The draft White Paper - available from Risk Management Insight (RMI at www.riskmanagementinsight.com) and also available on our web site (see www.opengroup.org/projects/security/) - explains the taxonomy of the FAIR approach to analyzing risk, and the method used in measuring risk. It does not include any part of the computational engine, or the simulation model, and neither does it include any software/tools to support implementing the methodology. Additionally, the RMI principals provide training courses as part of their revenue stream. The proposal from RMI is to offer their taxonomy and framework for adoption as the basis for a standard on FAIR, to promote its adoption as a global standard for measurement of risk.

In this meeting, members worked through the RMI White Paper, with the help of a set of summary working slides to facilitate maintaining members' awareness of the context of the detail in their review, but without the benefit of the RMI sponsors to resolve questions which inevitably arose. The objectives of this first detailed review were  to assess acceptability of the FAIR taxonomy as a basis for analyzing risk, and of the framework it uses to evaluate risk. Good progress was made, resulting in a number of queries which Ian will take up with the RMI principals. The responses from RMI will be shared with the members, and we expect to follow up in subsequent teleconferences between now and the next meeting (Austin, TX, July 23-27), so we can review a mature draft of the taxonomy as part of assessing the overall plan for this FAIR project.
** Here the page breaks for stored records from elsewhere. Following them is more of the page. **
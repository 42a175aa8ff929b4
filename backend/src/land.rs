use std::{
    collections::HashMap,
    sync::Arc,
};

use geo::{EuclideanDistance, Intersects};
use geo_types::{Coord, Line, Point};
use once_cell::sync::OnceCell;

use crate::{
    dataset::{LandDataError, LandDataset},
    geodesy::{haversine_m, lng_scale, LocalFrame, METERS_PER_DEG},
    models::GeoPoint,
};

/// Size of the buckets the coastline edges are indexed into.
const INDEX_CELL_DEG: f64 = 0.1;

/// Queries spanning more buckets than this scan every edge instead.
const MAX_QUERY_CELLS: usize = 40_000;

/// How far an approach from a harbour inside the buffer may run before it
/// has to clear the buffered mask.
pub const HARBOUR_EXIT_M: f64 = 1_000.0;

static GLOBAL_MASK: OnceCell<Arc<LandMask>> = OnceCell::new();

type CellKey = (i32, i32);

/// Land areas plus a safety buffer, answering "is this water navigable".
///
/// The buffer is an exact disk buffer evaluated lazily: a point is land when
/// it lies inside a polygon or closer than the margin to any coastline edge.
/// Distances are measured in a local equirectangular frame, which is accurate
/// to well under a meter at buffer scale.
#[derive(Debug)]
pub struct LandMask {
    polygon_count: usize,
    /// Every ring edge in (lng, lat) degrees.
    edges: Vec<Line<f64>>,
    /// Polygon each edge belongs to.
    edge_polygon: Vec<u32>,
    edge_cells: HashMap<CellKey, Vec<u32>>,
    /// Occupied bucket columns of each bucket row, ascending.
    row_columns: HashMap<i32, Vec<i32>>,
    buffer_m: f64,
}

impl LandMask {
    pub fn new(dataset: LandDataset, buffer_km: f64) -> Result<Self, LandDataError> {
        if dataset.is_empty() {
            return Err(LandDataError::Empty);
        }

        let mut edges = Vec::new();
        let mut edge_polygon = Vec::new();
        let mut polygon_count = 0;
        for polygon in dataset.into_polygons() {
            let before = edges.len();
            for ring in std::iter::once(polygon.exterior()).chain(polygon.interiors()) {
                edges.extend(ring.lines().filter(|line| line.start != line.end));
            }
            if edges.len() > before {
                edge_polygon.resize(edges.len(), polygon_count as u32);
                polygon_count += 1;
            }
        }

        let mut edge_cells: HashMap<CellKey, Vec<u32>> = HashMap::new();
        for (idx, edge) in edges.iter().enumerate() {
            let (lo, hi) = cell_range(
                edge.start.x.min(edge.end.x),
                edge.start.y.min(edge.end.y),
                edge.start.x.max(edge.end.x),
                edge.start.y.max(edge.end.y),
            );
            for cx in lo.0..=hi.0 {
                for cy in lo.1..=hi.1 {
                    edge_cells.entry((cx, cy)).or_default().push(idx as u32);
                }
            }
        }

        let mut row_columns: HashMap<i32, Vec<i32>> = HashMap::new();
        for &(cx, cy) in edge_cells.keys() {
            row_columns.entry(cy).or_default().push(cx);
        }
        for columns in row_columns.values_mut() {
            columns.sort_unstable();
        }

        let buffer_m = (buffer_km * 1000.0).max(0.0);
        tracing::debug!(
            polygons = polygon_count,
            edges = edges.len(),
            buckets = edge_cells.len(),
            buffer_m,
            "built land mask"
        );

        Ok(Self {
            polygon_count,
            edges,
            edge_polygon,
            edge_cells,
            row_columns,
            buffer_m,
        })
    }

    pub fn bundled(buffer_km: f64) -> Result<Self, LandDataError> {
        Self::new(LandDataset::bundled()?, buffer_km)
    }

    pub fn buffer_m(&self) -> f64 {
        self.buffer_m
    }

    pub fn polygon_count(&self) -> usize {
        self.polygon_count
    }

    pub fn edge_count(&self) -> usize {
        self.edges.len()
    }

    /// True when `point` is inside the buffered land mask.
    pub fn is_land(&self, point: GeoPoint) -> bool {
        self.is_land_within(point, self.buffer_m)
    }

    /// True when the straight segment touches the buffered land mask,
    /// endpoints included.
    pub fn crosses_land(&self, a: GeoPoint, b: GeoPoint) -> bool {
        self.crosses_land_within(a, b, self.buffer_m)
    }

    /// Approach test for an endpoint that already sits inside the buffer.
    ///
    /// The first [`HARBOUR_EXIT_M`] only has to stay off the raw coastline;
    /// the rest of the approach must clear the buffered mask like any other
    /// segment.
    pub fn harbour_approach_crosses_land(&self, harbour: GeoPoint, target: GeoPoint) -> bool {
        let length = haversine_m(harbour, target);
        if length <= HARBOUR_EXIT_M {
            return self.crosses_land_within(harbour, target, 0.0);
        }
        let exit = harbour.interpolate(target, HARBOUR_EXIT_M / length);
        self.crosses_land_within(harbour, exit, 0.0) || self.crosses_land(exit, target)
    }

    /// Point test with an explicit margin; a zero margin tests the raw
    /// coastline.
    pub fn is_land_within(&self, point: GeoPoint, margin_m: f64) -> bool {
        if self.inside_polygon(point) {
            return true;
        }
        if margin_m <= 0.0 {
            return false;
        }

        let frame = LocalFrame::at(point.lat);
        let projected = Point::from(frame.project(point));
        let (dlat, dlng) = margin_deg(margin_m, point.lat.abs());
        self.candidate_edges(
            point.lng - dlng,
            point.lat - dlat,
            point.lng + dlng,
            point.lat + dlat,
        )
        .into_iter()
        .any(|idx| projected.euclidean_distance(&self.project_edge(&frame, idx)) < margin_m)
    }

    /// Segment test with an explicit margin; a zero margin tests the raw
    /// coastline.
    pub fn crosses_land_within(&self, a: GeoPoint, b: GeoPoint, margin_m: f64) -> bool {
        if self.is_land_within(a, margin_m) || self.is_land_within(b, margin_m) {
            return true;
        }

        let frame = LocalFrame::at((a.lat + b.lat) / 2.0);
        let segment = Line::new(frame.project(a), frame.project(b));
        let (dlat, dlng) = margin_deg(margin_m.max(0.0), a.lat.abs().max(b.lat.abs()));
        let candidates = self.candidate_edges(
            a.lng.min(b.lng) - dlng,
            a.lat.min(b.lat) - dlat,
            a.lng.max(b.lng) + dlng,
            a.lat.max(b.lat) + dlat,
        );

        if margin_m <= 0.0 {
            candidates
                .into_iter()
                .any(|idx| segment.intersects(&self.project_edge(&frame, idx)))
        } else {
            candidates
                .into_iter()
                .any(|idx| segment.euclidean_distance(&self.project_edge(&frame, idx)) < margin_m)
        }
    }

    /// Even-odd containment. Points on an edge count as inside; overlapping
    /// polygons are land when any one of them contains the point.
    fn inside_polygon(&self, point: GeoPoint) -> bool {
        let (x, y) = (point.lng, point.lat);
        let here = cell_of(x, y);
        let on_edge = self
            .bucket(here)
            .iter()
            .any(|&idx| self.edges[idx as usize].intersects(&Coord { x, y }));
        if on_edge {
            return true;
        }

        let (ids, eastward) = self.ray_edges(point);
        let mut parity: HashMap<u32, bool> = HashMap::new();
        for idx in ids {
            let Line { start, end } = self.edges[idx as usize];
            if (start.y > y) == (end.y > y) {
                continue;
            }
            let crossing = start.x + (y - start.y) * (end.x - start.x) / (end.y - start.y);
            if (eastward && crossing > x) || (!eastward && crossing < x) {
                *parity.entry(self.edge_polygon[idx as usize]).or_default() ^= true;
            }
        }
        parity.values().any(|&odd| odd)
    }

    /// Edges a horizontal ray from `point` can meet, cast towards whichever
    /// end of the bucket row holds fewer occupied buckets. The flag is true
    /// for an eastward ray.
    fn ray_edges(&self, point: GeoPoint) -> (Vec<u32>, bool) {
        let (cx, cy) = cell_of(point.lng, point.lat);
        let Some(columns) = self.row_columns.get(&cy) else {
            return (Vec::new(), true);
        };
        let east_start = columns.partition_point(|&c| c < cx);
        let west_end = columns.partition_point(|&c| c <= cx);
        let (cells, eastward) = if columns.len() - east_start <= west_end {
            (&columns[east_start..], true)
        } else {
            (&columns[..west_end], false)
        };

        let mut ids: Vec<u32> = cells
            .iter()
            .flat_map(|&c| self.bucket((c, cy)))
            .copied()
            .collect();
        ids.sort_unstable();
        ids.dedup();
        (ids, eastward)
    }

    fn bucket(&self, cell: CellKey) -> &[u32] {
        self.edge_cells.get(&cell).map(Vec::as_slice).unwrap_or_default()
    }

    fn project_edge(&self, frame: &LocalFrame, idx: u32) -> Line<f64> {
        let edge = self.edges[idx as usize];
        Line::new(frame.project_coord(edge.start), frame.project_coord(edge.end))
    }

    /// Edge ids whose bucket overlaps the query box, sorted and unique.
    fn candidate_edges(&self, min_lng: f64, min_lat: f64, max_lng: f64, max_lat: f64) -> Vec<u32> {
        let (lo, hi) = cell_range(min_lng, min_lat, max_lng, max_lat);
        let cells = (hi.0 - lo.0 + 1) as usize * (hi.1 - lo.1 + 1) as usize;
        if cells > MAX_QUERY_CELLS {
            return (0..self.edges.len() as u32).collect();
        }

        let mut ids = Vec::new();
        for cx in lo.0..=hi.0 {
            for cy in lo.1..=hi.1 {
                ids.extend_from_slice(self.bucket((cx, cy)));
            }
        }
        ids.sort_unstable();
        ids.dedup();
        ids
    }
}

fn cell_of(lng: f64, lat: f64) -> CellKey {
    let cell = |v: f64| (v / INDEX_CELL_DEG).floor() as i32;
    (cell(lng), cell(lat))
}

fn cell_range(min_lng: f64, min_lat: f64, max_lng: f64, max_lat: f64) -> (CellKey, CellKey) {
    (cell_of(min_lng, min_lat), cell_of(max_lng, max_lat))
}

/// A metric margin expressed in degrees of (lat, lng) at the given latitude.
fn margin_deg(margin_m: f64, abs_lat: f64) -> (f64, f64) {
    let dlat = margin_m / METERS_PER_DEG;
    (dlat, dlat / lng_scale(abs_lat))
}

/// Process-wide mask, built at most once. Later calls return the first mask
/// regardless of `init`.
pub fn global_mask<F>(init: F) -> Result<Arc<LandMask>, LandDataError>
where
    F: FnOnce() -> Result<LandMask, LandDataError>,
{
    GLOBAL_MASK
        .get_or_try_init(|| init().map(Arc::new))
        .cloned()
}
A further consideration proposed by the Security Forum's Chair is to invite the RMI principals to run a one-day tutorial on FAIR as part of our meeting in Austin, to enable members to become sufficiently informed on what FAIR provides and how effective they believe it is, sufficient to make informed contributions and judgments on its development towards becoming acceptable as an Open Group standard. All present in the Paris meeting supported this proposal, and during the meeting the RMI principals emailed their agreement in principle. The Tuesday of the Austin meeting was preferred by the members present. Ian will work out a mutually agreeable day. 

SOA-Security (Joint Project with SOA WG)

Interested members of the Service Oriented Architectures Working Group joined the Security Forum members in a review of the current direction and progress of this project. The Security Forum's objectives are to raise awareness of the information security issues that arise in distributed networked systems where applications call on services from systems which they have no control over and which therefore have to perform some kind of federated trust and share delegated assertions on authentication and access control. With none of the current members of this joint project present in the Paris meeting, this meeting session provided an opportunity for non-members of the joint project to offer their assessments.

The attendees in Paris first reviewed a few progress-to-date slides summarizing the outcomes of the three teleconferences held since formation of the SOA-Security project in our January 2007 meeting, which included a list of the initial set of project objectives and deliverables. A key part of these deliverables is the need for an infrastructure and business scenarios on which we can map the problem issues that project members are raising, so we can be clear on what issues are of highest priority and concern, and what gaps we must cover to ensure we create a complete model that will respond to the essential requirements in SOA enterprise architectures.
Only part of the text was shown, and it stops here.